(Stored items)
◆ ◆ ◆
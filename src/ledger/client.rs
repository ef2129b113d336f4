//! Ledger Client Interface
//!
//! Narrow seam to the shared ledger. The core never talks to the ledger's
//! execution engine directly; organization services provide a concrete
//! client (Fabric-style SDK, gRPC bridge) and the crate ships an in-memory
//! reference implementation for tests and local composition.

use async_trait::async_trait;
use thiserror::Error;

/// Errors a ledger client can surface
///
/// Only `Transport` is transient. Business rejections are never retried:
/// replaying them cannot change the outcome and could duplicate side
/// effects.
#[derive(Error, Debug, Clone)]
pub enum LedgerError {
    /// Network/unavailable - the call may not have reached the ledger
    #[error("ledger transport failure: {0}")]
    Transport(String),

    /// The ledger evaluated the transaction and rejected it
    #[error("ledger rejected transaction: {0}")]
    Rejected(String),

    /// Optimistic-concurrency check failed: the write was computed against
    /// a stale version of the record
    #[error("ledger version conflict")]
    Conflict,

    /// The referenced key does not exist on the ledger
    #[error("ledger key not found: {0}")]
    NotFound(String),
}

impl LedgerError {
    /// Whether the gateway may retry this failure
    #[inline]
    pub fn is_transient(&self) -> bool {
        matches!(self, LedgerError::Transport(_))
    }
}

/// Abstract ledger access for a named contract
///
/// `evaluate` runs read-only queries; `submit` runs state-changing
/// transactions through the ledger's ordering/consensus path. Both return
/// the contract's raw response bytes (JSON in this deployment).
#[async_trait]
pub trait LedgerClient: Send + Sync {
    async fn evaluate(
        &self,
        contract: &str,
        function: &str,
        args: &[String],
    ) -> Result<Vec<u8>, LedgerError>;

    async fn submit(
        &self,
        contract: &str,
        function: &str,
        args: &[String],
    ) -> Result<Vec<u8>, LedgerError>;
}

#[cfg(test)]
mod tests {
    use super::*;

    #[test]
    fn test_transient_classification() {
        assert!(LedgerError::Transport("connection reset".to_string()).is_transient());
        assert!(!LedgerError::Rejected("bad args".to_string()).is_transient());
        assert!(!LedgerError::Conflict.is_transient());
        assert!(!LedgerError::NotFound("k".to_string()).is_transient());
    }
}
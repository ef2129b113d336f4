//! Transition Events and Topics
//!
//! Events carry enough to render a live dashboard row; subscribers needing
//! full record state re-read through the store.

use serde::{Deserialize, Serialize};

use crate::core_types::{ExportId, OrgId, OrgKind};
use crate::lifecycle::status::ExportStatus;

/// Event published for every successful state-changing operation
#[derive(Debug, Clone, Serialize, Deserialize)]
pub struct TransitionEvent {
    pub export_id: ExportId,
    /// Wire spelling of the operation (`submitToExchange`, `createExport`,
    /// `attachDocument`, ...)
    pub action: String,
    #[serde(default, skip_serializing_if = "Option::is_none")]
    pub from_status: Option<ExportStatus>,
    pub to_status: ExportStatus,
    /// Organization that performed the operation
    pub actor_org: OrgId,
    /// Bank that owns the export record
    pub originating_org: OrgId,
    pub timestamp_ms: i64,
}

/// Topic name derivation
pub mod topics {
    use super::*;

    pub fn export(id: &ExportId) -> String {
        format!("export.{id}")
    }

    /// Room shared by every service of an organization kind
    pub fn org_kind(kind: OrgKind) -> String {
        format!("org.{}", kind.as_str())
    }

    /// Room of one concrete organization (used for the originating bank)
    pub fn org(org: &OrgId) -> String {
        format!("org.{org}")
    }
}

impl TransitionEvent {
    /// Topics this event fans out to: the export's subscribers, the room of
    /// the organization expected to act next, and the originating bank.
    pub fn routes(&self) -> Vec<String> {
        let mut routes = vec![
            topics::export(&self.export_id),
            topics::org_kind(self.to_status.owner()),
            topics::org(&self.originating_org),
        ];
        routes.dedup();
        routes
    }
}
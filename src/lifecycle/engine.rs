//! Status Transition Engine
//!
//! The orchestration entry point. Validates a requested transition against
//! the table, the actor's organization and the per-action payload schema,
//! then drives the ordered side effects: ledger submit, cache invalidation,
//! audit append, notification. The ledger is the only authority; cache and
//! audit are best-effort accelerants.
//!
//! Concurrency: no in-process lock is held across requests for an export.
//! Two racing writers for the same export are serialized by the ledger's
//! optimistic-concurrency check; the loser receives `LedgerConflict` and
//! must refetch before deciding to reapply.

use std::sync::Arc;
use std::sync::atomic::{AtomicU64, Ordering};

use tokio::time::Instant;
use tracing::{debug, info, warn};
use uuid::Uuid;

use crate::audit::{AuditKind, AuditTrail, StatusTransition};
use crate::cache::{RecordCache, Ttl, keys};
use crate::core_types::{ExportId, IdentityContext, OrgId, OrgKind};
use crate::error::ExportError;
use crate::ledger::ExportLedger;
use crate::models::{DocumentCategory, ExportRecord, NewExport};
use crate::notify::{EventQueue, TransitionEvent};

use super::action::{Action, ActionPayload};
use super::status::ExportStatus;
use super::table;

/// Operation names outside the transition table, used for audit and events
const OP_CREATE: &str = "createExport";
const OP_ATTACH_DOCUMENT: &str = "attachDocument";
const OP_DEACTIVATE_DOCUMENT: &str = "deactivateDocument";

pub struct StatusTransitionEngine {
    ledger: ExportLedger,
    cache: Arc<RecordCache>,
    audit: Arc<dyn AuditTrail>,
    events: Arc<EventQueue>,
    audit_append_failures: AtomicU64,
    dropped_events: AtomicU64,
}
//! Lifecycle Actions and Payloads
//!
//! One well-typed payload variant per action. Payloads are validated before
//! the engine performs any side effect; the rejected/approved reason strings
//! flow into the audit trail, the stage fields flow into the ledger patch.

use std::fmt;

use rust_decimal::Decimal;
use serde::{Deserialize, Serialize};

use crate::error::ExportError;
use crate::models::{PaymentMethod, StagePatch};

/// Actions an organization can request on an export
#[derive(Debug, Clone, Copy, PartialEq, Eq, Hash, Serialize, Deserialize)]
#[serde(rename_all = "camelCase")]
pub enum Action {
    SubmitToExchange,
    VerifyLot,
    RejectLot,
    SubmitLicense,
    ApproveLicense,
    RejectLicense,
    SubmitQuality,
    ApproveQuality,
    RejectQuality,
    SubmitContract,
    ApproveContract,
    RejectContract,
    SubmitDocuments,
    VerifyDocuments,
    RejectDocuments,
    #[serde(rename = "submitFX")]
    SubmitFx,
    #[serde(rename = "approveFX")]
    ApproveFx,
    #[serde(rename = "rejectFX")]
    RejectFx,
    SubmitCustoms,
    ClearCustoms,
    RejectCustoms,
    ScheduleShipment,
    MarkShipped,
    MarkArrived,
    ConfirmDelivery,
    ConfirmPayment,
    ConfirmRepatriation,
    UpdateAndResubmit,
    Cancel,
}
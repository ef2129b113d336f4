//! In-Memory Reference Ledger
//!
//! Implements the export contract against a process-local map, including
//! the optimistic-concurrency check a real ledger performs: a transition
//! computed against a stale status fails with `Conflict`. Used by tests and
//! for local composition without a ledger network.

use async_trait::async_trait;
use dashmap::DashMap;

use crate::core_types::{ExportId, OrgId};
use crate::lifecycle::action::Action;
use crate::lifecycle::status::ExportStatus;
use crate::lifecycle::table;
use crate::models::{DocumentCategory, DocumentRef, ExportRecord, NewExport, StagePatch};

use super::client::{LedgerClient, LedgerError};
use super::functions;

/// Process-local ledger with per-key atomic updates
#[derive(Default)]
pub struct InMemoryLedger {
    exports: DashMap<String, ExportRecord>,
}

impl InMemoryLedger {
    pub fn new() -> Self {
        Self {
            exports: DashMap::new(),
        }
    }

    /// Number of records on the ledger
    pub fn len(&self) -> usize {
        self.exports.len()
    }

    pub fn is_empty(&self) -> bool {
        self.exports.is_empty()
    }

    fn now_ms() -> i64 {
        chrono::Utc::now().timestamp_millis()
    }

    fn arg<'a>(args: &'a [String], idx: usize, name: &str) -> Result<&'a str, LedgerError> {
        args.get(idx)
            .map(|s| s.as_str())
            .ok_or_else(|| LedgerError::Rejected(format!("missing argument: {name}")))
    }

    fn encode(record: &ExportRecord) -> Result<Vec<u8>, LedgerError> {
        serde_json::to_vec(record).map_err(|e| LedgerError::Rejected(e.to_string()))
    }

    fn create_export(&self, args: &[String]) -> Result<Vec<u8>, LedgerError> {
        let spec: NewExport = serde_json::from_str(Self::arg(args, 0, "new_export")?)
            .map_err(|e| LedgerError::Rejected(format!("malformed new_export: {e}")))?;
        let originating_org = OrgId::from(Self::arg(args, 1, "originating_org")?);

        let now = Self::now_ms();
        let record = ExportRecord {
            export_id: ExportId::new(),
            originating_org,
            status: ExportStatus::Draft,
            coffee_type: spec.coffee_type,
            quantity_kg: spec.quantity_kg,
            destination_country: spec.destination_country,
            estimated_value: spec.estimated_value,
            lot_number: None,
            license_number: None,
            quality_grade: None,
            quality_certificate_no: None,
            contract_number: None,
            fx_approval_id: None,
            fx_amount: None,
            payment_method: None,
            payment_amount: None,
            customs_declaration_no: None,
            vessel: None,
            voyage: None,
            bill_of_lading: None,
            documents: Default::default(),
            created_at: now,
            updated_at: now,
        };

        let bytes = Self::encode(&record)?;
        self.exports.insert(record.export_id.to_string(), record);
        Ok(bytes)
    }

    fn transition_export(&self, args: &[String]) -> Result<Vec<u8>, LedgerError> {
        let export_id = Self::arg(args, 0, "export_id")?;
        let action: Action = serde_json::from_value(serde_json::Value::String(
            Self::arg(args, 1, "action")?.to_string(),
        ))
        .map_err(|_| LedgerError::Rejected(format!("unknown action: {}", args[1])))?;
        let expected: ExportStatus = Self::arg(args, 2, "expected_status")?
            .parse()
            .map_err(|e| LedgerError::Rejected(format!("{e}")))?;
        let new_status: ExportStatus = Self::arg(args, 3, "new_status")?
            .parse()
            .map_err(|e| LedgerError::Rejected(format!("{e}")))?;
        let patch: StagePatch = serde_json::from_str(Self::arg(args, 4, "patch")?)
            .map_err(|e| LedgerError::Rejected(format!("malformed patch: {e}")))?;

        // The contract enforces the same edge table the engine does;
        // a mismatch here means a buggy or byzantine caller.
        match table::lookup(expected, action) {
            Some(edge) if edge.to == new_status => {}
            _ => {
                return Err(LedgerError::Rejected(format!(
                    "no edge {expected} --{action}--> {new_status}"
                )));
            }
        }

        let mut entry = self
            .exports
            .get_mut(export_id)
            .ok_or_else(|| LedgerError::NotFound(export_id.to_string()))?;

        // Optimistic concurrency: the caller computed against `expected`
        if entry.status != expected {
            return Err(LedgerError::Conflict);
        }

        patch.apply_to(&mut entry);
        entry.status = new_status;
        entry.updated_at = Self::now_ms();
        Self::encode(&entry)
    }

    fn attach_document(&self, args: &[String]) -> Result<Vec<u8>, LedgerError> {
        let export_id = Self::arg(args, 0, "export_id")?;
        let category: DocumentCategory = serde_json::from_value(serde_json::Value::String(
            Self::arg(args, 1, "category")?.to_string(),
        ))
        .map_err(|_| LedgerError::Rejected(format!("unknown category: {}", args[1])))?;
        let content_hash = Self::arg(args, 2, "content_hash")?.to_string();

        let mut entry = self
            .exports
            .get_mut(export_id)
            .ok_or_else(|| LedgerError::NotFound(export_id.to_string()))?;

        let now = Self::now_ms();
        let docs = entry.documents.entry(category).or_default();
        let version = docs.iter().map(|d| d.version).max().unwrap_or(0) + 1;
        // A new version supersedes the previous active one
        for doc in docs.iter_mut() {
            doc.is_active = false;
        }
        docs.push(DocumentRef {
            content_hash,
            version,
            timestamp_ms: now,
            is_active: true,
        });
        entry.updated_at = now;
        Self::encode(&entry)
    }

    fn deactivate_document(&self, args: &[String]) -> Result<Vec<u8>, LedgerError> {
        let export_id = Self::arg(args, 0, "export_id")?;
        let category: DocumentCategory = serde_json::from_value(serde_json::Value::String(
            Self::arg(args, 1, "category")?.to_string(),
        ))
        .map_err(|_| LedgerError::Rejected(format!("unknown category: {}", args[1])))?;
        let version: u32 = Self::arg(args, 2, "version")?
            .parse()
            .map_err(|_| LedgerError::Rejected(format!("malformed version: {}", args[2])))?;

        let mut entry = self
            .exports
            .get_mut(export_id)
            .ok_or_else(|| LedgerError::NotFound(export_id.to_string()))?;

        let doc = entry
            .documents
            .get_mut(&category)
            .and_then(|docs| docs.iter_mut().find(|d| d.version == version))
            .ok_or_else(|| {
                LedgerError::Rejected(format!("no {category} document version {version}"))
            })?;
        doc.is_active = false;
        entry.updated_at = Self::now_ms();
        Self::encode(&entry)
    }

    fn read_export(&self, args: &[String]) -> Result<Vec<u8>, LedgerError> {
        let export_id = Self::arg(args, 0, "export_id")?;
        let entry = self
            .exports
            .get(export_id)
            .ok_or_else(|| LedgerError::NotFound(export_id.to_string()))?;
        Self::encode(&entry)
    }

    fn list<F>(&self, predicate: F) -> Result<Vec<u8>, LedgerError>
    where
        F: Fn(&ExportRecord) -> bool,
    {
        let mut records: Vec<ExportRecord> = self
            .exports
            .iter()
            .filter(|e| predicate(e.value()))
            .map(|e| e.value().clone())
            .collect();
        records.sort_by_key(|r| r.export_id.inner());
        serde_json::to_vec(&records).map_err(|e| LedgerError::Rejected(e.to_string()))
    }
}

#[async_trait]
impl LedgerClient for InMemoryLedger {
    async fn evaluate(
        &self,
        _contract: &str,
        function: &str,
        args: &[String],
    ) -> Result<Vec<u8>, LedgerError> {
        match function {
            functions::READ_EXPORT => self.read_export(args),
            functions::LIST_BY_STATUS => {
                let status: ExportStatus = Self::arg(args, 0, "status")?
                    .parse()
                    .map_err(|e| LedgerError::Rejected(format!("{e}")))?;
                self.list(|r| r.status == status)
            }
            functions::LIST_BY_ORG => {
                let org = Self::arg(args, 0, "org_id")?.to_string();
                self.list(|r| r.originating_org.as_str() == org)
            }
            other => Err(LedgerError::Rejected(format!(
                "not a query function: {other}"
            ))),
        }
    }

    async fn submit(
        &self,
        _contract: &str,
        function: &str,
        args: &[String],
    ) -> Result<Vec<u8>, LedgerError> {
        match function {
            functions::CREATE_EXPORT => self.create_export(args),
            functions::TRANSITION_EXPORT => self.transition_export(args),
            functions::ATTACH_DOCUMENT => self.attach_document(args),
            functions::DEACTIVATE_DOCUMENT => self.deactivate_document(args),
            other => Err(LedgerError::Rejected(format!(
                "not a submit function: {other}"
            ))),
        }
    }
}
◆ ◆ ◆
Wherever the word "subscribers" appears in the records above, copy that line.

#### REPLY
//! Events carry enough to render a live dashboard row; subscribers needing
    /// Topics this event fans out to: the export's subscribers, the room of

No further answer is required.